(HOST) Commentator Willem Lange has been thinking a lot about natural disasters lately, and the various ways we try to cope with them.
(LANGE) Years ago, when I was contracting, I had a favorite mantra: "Any triumph of technology over Nature is purely temporary." I employed it whenever a homeowner or architect came up with an idea whose success depended upon the performance of a product, rather than proven elements of design and construction. Murphy’s Law may not have been published until around 1950, but it’s been in force in New England since time immemorial.
Things go wrong; they always have; they always will. But the definition of "wrong" depends upon your point of view. Termites, for example, occupy an important niche in the natural world, in which they convert dead and dying plant material into nutrients that benefit future plants. But they were never considered pests until we arrived and began using dead plant material for our houses right in the middle of their ancestral range.
We don’t get excited about natural events that occurred before our lifetimes. The evidence is strong that a giant meteorite crashed into the earth 65 million years ago where the Gulf of Mexico is now. Others have left large craters in North America. We consider them merely curiosities. One that did get noticed was a meteorite that exploded above Siberia in 1908, flattening almost a thousand square miles of trees. Most of us have never heard of it. But if it had exploded over Cleveland or Paris, I daresay we might have.

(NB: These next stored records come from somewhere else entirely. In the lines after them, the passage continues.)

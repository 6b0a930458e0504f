use actix_web::dev::Payload;
use actix_web::{web, Error as ActixError, FromRequest, HttpMessage, HttpRequest};
use futures::future::LocalBoxFuture;
use sqlx::PgPool;

use crate::auth::token::Claims;
use crate::error::AppError;
use crate::middleware::request_id;
use crate::models::User;

/// The authenticated identity for the current request.
///
/// `AuthGuard` has already verified the bearer token and stashed its claims
/// in the request extensions; this extractor finishes the guard walk by
/// resolving the subject to a live user row. A verified token whose subject
/// has no user record resolves to 404, not 401: the token was genuine, the
/// resource behind it is gone.
#[derive(Debug)]
pub struct CurrentUser(pub User);

impl FromRequest for CurrentUser {
    type Error = ActixError;
    type Future = LocalBoxFuture<'static, Result<Self, Self::Error>>;

    fn from_request(req: &HttpRequest, _payload: &mut Payload) -> Self::Future {
        let req = req.clone();
        Box::pin(async move {
            let request_id = request_id::current(&req);

            let claims = req.extensions().get::<Claims>().cloned();
            let claims = match claims {
                Some(claims) => claims,
                None => {
                    log::warn!(
                        "request_id={} identity: no verified claims on request",
                        request_id
                    );
                    return Err(
                        AppError::Unauthorized("Authentication required".to_string()).into()
                    );
                }
            };

            let pool = match req.app_data::<web::Data<PgPool>>() {
                Some(pool) => pool.clone(),
                None => {
                    return Err(
                        AppError::Internal("Database pool is not configured".to_string()).into(),
                    );
                }
            };

            let user = sqlx::query_as::<_, User>(
                "SELECT user_id, email, password_hash, created_at, updated_at \
                 FROM users WHERE user_id = $1",
            )
            .bind(claims.sub)
            .fetch_optional(pool.get_ref())
            .await
            .map_err(AppError::from)?;

            match user {
                Some(user) => {
                    log::info!(
                        "request_id={} identity: resolved user {}",
                        request_id,
                        user.user_id
                    );
                    Ok(CurrentUser(user))
                }
                None => {
                    log::warn!(
                        "request_id={} identity: subject {} has no user record",
                        request_id,
                        claims.sub
                    );
                    Err(AppError::NotFound("User not found".to_string()).into())
                }
            }
        })
    }
}

#[cfg(test)]
mod tests {
    use super::*;
    use actix_web::http::StatusCode;
    use actix_web::test;
    use actix_web::ResponseError;

    #[actix_rt::test]
    async fn test_extractor_without_claims_is_unauthorized() {
        // No AuthGuard ran, so no claims are present.
        let req = test::TestRequest::default().to_http_request();

        let mut payload = Payload::None;
        let result = CurrentUser::from_request(&req, &mut payload).await;
        assert!(result.is_err());

        let err = result.unwrap_err();
        let response = err.as_response_error().error_response();
        assert_eq!(response.status(), StatusCode::UNAUTHORIZED);
    }
}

We tend to ascribe human characteristics and motives to natural events. We speak of the "wrath of Mother Nature" or "acts of God." Our word "hurricane," for example, comes from the Taino people of the Caribbean, who believed the winds were sent by an angry goddess of that name. "Tsunami" translates as "harbor wave," because until recently tsunamis were undetectable until they crashed into some unsuspecting port. The 1964 Good Friday tsunami in Alaska was caused by a 9.2-magnitude quake that had nothing to do with supernatural forces. It was simply an oceanic tectonic plate sliding beneath the North American Plate as pressure overcame friction along what geologists call the Aleutian Megathrust.
Recently it’s been Japan’s turn to experience the combination of natural events and technology’s failure to cope with them. First an 8.9 magnitude offshore subduction quake – and then a destructive tsunami. A nuclear power plant, which shut down automatically as it was supposed to, suffered damage to several reactors that may be impossible to contain.
While many rush to help the Japanese, the speculators speculate: Is Mother Nature (or God) upset and expressing her or his rage? Is it, as some mean-spirited bloggers suggest, divine retribution for Pearl Harbor? No, it’s just human beings being human: testing the limits of their technology and luck, and playing like mice – as they always do – between the paws of a sleeping cat.
This is Willem Lange in East Montpelier, and I gotta get back to work.